> **Data listing**:
--- START ---

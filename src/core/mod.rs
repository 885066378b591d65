//! Runtime core: orchestration and lifecycle.
//!
//! The public API from this module is [`Application`] (the supervisor), [`ServiceKeeper`]
//! (the default [`Resources`](crate::Resources) implementation) and [`ParallelRun`].
//!
//! Internal modules:
//! - [`supervisor`]: runs the main task, watches resources, handles shutdown;
//! - [`keeper`]: initializes, pings and closes a list of services;
//! - [`parallel`]: spawns operations and joins them into an aggregate error;
//! - [`shutdown`]: cross-platform termination signal handling;
//! - [`state`]: compare-and-swap lifecycle state machines.

mod builder;
mod keeper;
pub(crate) mod parallel;
mod shutdown;
mod state;
mod supervisor;

pub use builder::ApplicationBuilder;
pub use keeper::ServiceKeeper;
pub use parallel::ParallelRun;
pub use state::{AppState, KeeperState};
pub use supervisor::Application;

--- END ---

> **Task goal**:
Everything before the line containing "list of services;" stays out. Write out that line and the rest of the entries exactly.

> **Task response**:
//! - [`keeper`]: initializes, pings and closes a list of services;
//! - [`parallel`]: spawns operations and joins them into an aggregate error;
//! - [`shutdown`]: cross-platform termination signal handling;
//! - [`state`]: compare-and-swap lifecycle state machines.

mod builder;
mod keeper;
pub(crate) mod parallel;
mod shutdown;
mod state;
mod supervisor;

pub use builder::ApplicationBuilder;
pub use keeper::ServiceKeeper;
pub use parallel::ParallelRun;
pub use state::{AppState, KeeperState};
pub use supervisor::Application;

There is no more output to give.